The two software rivals are scheduled to meet on Wednesday in Delaware Chancery Court, where a judge will evaluate Oracle's request to have PeopleSoft remove the obstacle.
Following its successful tender offer for PeopleSoft shares last week, Oracle has asked PeopleSoft to make the move voluntarily without forcing the decision on the court or waiting until a possible proxy battle for control of PeopleSoft's board of directors next spring.
It is rare for a judge to force the eradication of a company's poison pill, though legal experts say Vice Chancellor Leo Strine, Jr. may choose to consider Oracle's win with PeopleSoft shareholders when he makes his decision.
"I think he'll have to decide what weight, if any, to give to that 61 percent," said E. Norman Veasey, former Delaware chief justice and now a senior partner at law firm Weil, Gotshal & Manges.
Veasey said Delaware's general law is that shareholder rights plans are valid if adopted through the correct procedures, but that "there may come a time when a board of directors must redeem the pill."

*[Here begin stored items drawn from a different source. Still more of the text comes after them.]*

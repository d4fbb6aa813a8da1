//! Repository-level tests for reviews: the unique (user, movie) index,
//! cascade behavior on movie deletion, and explicit not-found outcomes.

use sqlx::PgPool;

use peliculas_db::models::movie::{CreateMovie, UpdateMovie};
use peliculas_db::models::review::{CreateReview, UpdateReview};
use peliculas_db::models::user::CreateUser;
use peliculas_db::repositories::{MovieRepo, ReviewRepo, RoleRepo, UserRepo};

async fn seed_user(pool: &PgPool, username: &str) -> i64 {
    let user = UserRepo::create(
        pool,
        &CreateUser {
            username: username.to_string(),
            email: format!("{username}@test.com"),
            password_hash: "$argon2id$fake".to_string(),
            security_stamp: "stamp".to_string(),
        },
    )
    .await
    .expect("user creation should succeed");
    user.id
}

async fn seed_movie(pool: &PgPool, title: &str) -> i64 {
    let movie = MovieRepo::create(
        pool,
        &CreateMovie {
            title: title.to_string(),
            description: "test movie".to_string(),
            release_date: "2020-01-01".to_string(),
        },
    )
    .await
    .expect("movie creation should succeed");
    movie.id
}

fn review_input(movie_id: i64, user_id: i64, score: i32) -> CreateReview {
    CreateReview {
        description: "fine".to_string(),
        score,
        movie_id,
        user_id,
    }
}

/// The second insert for the same (user, movie) pair fails on
/// `uq_reviews_user_movie`; this is the safety net concurrent requests race on.
#[sqlx::test]
async fn test_unique_user_movie_constraint(pool: PgPool) {
    let user_id = seed_user(&pool, "alice").await;
    let movie_id = seed_movie(&pool, "Dune").await;

    ReviewRepo::create(&pool, &review_input(movie_id, user_id, 5))
        .await
        .expect("first review should succeed");

    let err = ReviewRepo::create(&pool, &review_input(movie_id, user_id, 3))
        .await
        .expect_err("second review must violate the unique index");

    match err {
        sqlx::Error::Database(db_err) => {
            assert_eq!(db_err.code().as_deref(), Some("23505"));
            assert_eq!(db_err.constraint(), Some("uq_reviews_user_movie"));
        }
        other => panic!("expected a database error, got: {other}"),
    }
}

/// Deleting a movie deletes its reviews via ON DELETE CASCADE.
#[sqlx::test]
async fn test_movie_delete_cascades_to_reviews(pool: PgPool) {
    let user_id = seed_user(&pool, "alice").await;
    let movie_id = seed_movie(&pool, "Dune").await;

    let review = ReviewRepo::create(&pool, &review_input(movie_id, user_id, 5))
        .await
        .expect("review creation should succeed");

    let deleted = MovieRepo::delete(&pool, movie_id)
        .await
        .expect("movie deletion should succeed");
    assert!(deleted);

    let orphan = ReviewRepo::find_by_id(&pool, review.id)
        .await
        .expect("lookup should succeed");
    assert!(orphan.is_none(), "cascade must remove the movie's reviews");
}

/// Updates against absent rows return `None` instead of silently succeeding.
#[sqlx::test]
async fn test_update_absent_rows(pool: PgPool) {
    let result = MovieRepo::update(
        &pool,
        999_999,
        &UpdateMovie {
            title: "Ghost".to_string(),
            description: "absent".to_string(),
            release_date: "1990-01-01".to_string(),
        },
    )
    .await
    .expect("query should succeed");
    assert!(result.is_none());

    let result = ReviewRepo::update(
        &pool,
        999_999,
        &UpdateReview {
            description: "absent".to_string(),
            score: 3,
            movie_id: 1,
        },
    )
    .await
    .expect("query should succeed");
    assert!(result.is_none());

    let deleted = ReviewRepo::delete(&pool, 999_999)
        .await
        .expect("query should succeed");
    assert!(!deleted);
}

/// The joined listing embeds the movie row for each review.
#[sqlx::test]
async fn test_list_with_movie(pool: PgPool) {
    let user_id = seed_user(&pool, "alice").await;
    let movie_id = seed_movie(&pool, "Dune").await;
    ReviewRepo::create(&pool, &review_input(movie_id, user_id, 4))
        .await
        .expect("review creation should succeed");

    let listing = ReviewRepo::list_with_movie(&pool)
        .await
        .expect("listing should succeed");
    assert_eq!(listing.len(), 1);
    assert_eq!(listing[0].movie.id, movie_id);
    assert_eq!(listing[0].movie.title, "Dune");
    assert_eq!(listing[0].score, 4);
}

/// Role assignment bookkeeping: on-demand creation, membership checks, and
/// per-user name listings.
#[sqlx::test]
async fn test_role_assignment(pool: PgPool) {
    let user_id = seed_user(&pool, "alice").await;

    // `admin` is seeded by the migration.
    let admin = RoleRepo::find_by_name(&pool, "admin")
        .await
        .expect("lookup should succeed")
        .expect("admin role must be seeded");

    assert!(!RoleRepo::user_has_role(&pool, user_id, admin.id)
        .await
        .expect("membership check should succeed"));

    RoleRepo::assign(&pool, user_id, admin.id)
        .await
        .expect("assignment should succeed");

    assert!(RoleRepo::user_has_role(&pool, user_id, admin.id)
        .await
        .expect("membership check should succeed"));

    let names = RoleRepo::list_names_for_user(&pool, user_id)
        .await
        .expect("listing should succeed");
    assert_eq!(names, vec!["admin".to_string()]);
}
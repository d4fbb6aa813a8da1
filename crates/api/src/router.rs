//! Shared application router builder.
//!
//! Provides [`build_app_router`] so both the production binary (`main.rs`)
//! and integration tests use the exact same middleware stack.

use std::time::Duration;

use axum::http::header::{AUTHORIZATION, CONTENT_TYPE};
use axum::http::{HeaderName, Method, StatusCode};
use axum::routing::get;
use axum::Router;
use tower_http::catch_panic::CatchPanicLayer;
use tower_http::cors::CorsLayer;
use tower_http::request_id::{MakeRequestUuid, PropagateRequestIdLayer, SetRequestIdLayer};
use tower_http::timeout::TimeoutLayer;
use tower_http::trace::{DefaultMakeSpan, DefaultOnResponse, TraceLayer};
use tracing::Level;

use crate::config::ServerConfig;
use crate::handlers::account;
use crate::routes;
use crate::state::AppState;

/// Build the full application [`Router`] with all middleware layers.
///
/// The middleware stack is applied bottom-up:
///
/// 1. CORS
/// 2. Set request ID on incoming requests
/// 3. Structured request/response tracing
/// 4. Propagate request ID to response
/// 5. Request timeout
/// 6. Panic recovery (catch panics, return 500)
pub fn build_app_router(state: AppState, config: &ServerConfig) -> Router {
    let cors = build_cors_layer(config);
    let request_id_header = HeaderName::from_static("x-request-id");

    Router::new()
        // Health check at root level (not under /api).
        .merge(routes::health::router())
        // The one account route that lives outside /api, per the published contract.
        .route("/users/{id}/roles", get(account::user_roles))
        // API routes.
        .nest("/api", routes::api_routes())
        // -- Middleware stack (applied bottom-up) --
        // Panic recovery: catch panics and return 500 JSON.
        .layer(CatchPanicLayer::new())
        // Request timeout.
        .layer(TimeoutLayer::with_status_code(
            StatusCode::REQUEST_TIMEOUT,
            Duration::from_secs(config.request_timeout_secs),
        ))
        // Propagate request ID to response.
        .layer(PropagateRequestIdLayer::new(request_id_header.clone()))
        // Structured request/response tracing.
        .layer(
            TraceLayer::new_for_http()
                .make_span_with(DefaultMakeSpan::new().level(Level::INFO))
                .on_response(DefaultOnResponse::new().level(Level::INFO)),
        )
        // Set request ID on incoming requests.
        .layer(SetRequestIdLayer::new(request_id_header, MakeRequestUuid))
        // CORS.
        .layer(cors)
        // Shared state.
        .with_state(state)
}

/// Build the CORS middleware layer from server configuration.
///
/// Panics at startup if any configured origin is invalid, which is the
/// desired behaviour -- we want misconfiguration to fail fast.
pub fn build_cors_layer(config: &ServerConfig) -> CorsLayer {
    let origins: Vec<_> = config
        .cors_origins
        .iter()
        .map(|o| {
            o.parse()
                .unwrap_or_else(|e| panic!("Invalid CORS origin '{o}': {e}"))
        })
        .collect();

    CorsLayer::new()
        .allow_origin(origins)
        .allow_methods([
            Method::GET,
            Method::POST,
            Method::PUT,
            Method::DELETE,
            Method::PATCH,
        ])
        .allow_headers([CONTENT_TYPE, AUTHORIZATION])
        .allow_credentials(true)
        .max_age(Duration::from_secs(3600))
}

Oracle on Monday released a copy of a letter it sent to PeopleSoft's board, which said that it still felt its prior offer of $21 per share was the fair price to pay for its smaller competitor.
"In the spirit of resolving this long running matter for the good of PeopleSoft's shareholders, customers and employees, we raised our offer by $3.00 per share," Oracle said.
Oracle first launched its bid for PeopleSoft in June, 2003.
Oracle shares were off 12 cents, or 0.9 percent, at $12.63 in early trading. PeopleSoft stock was up 14 cents, or 0.6 percent, at $23.31.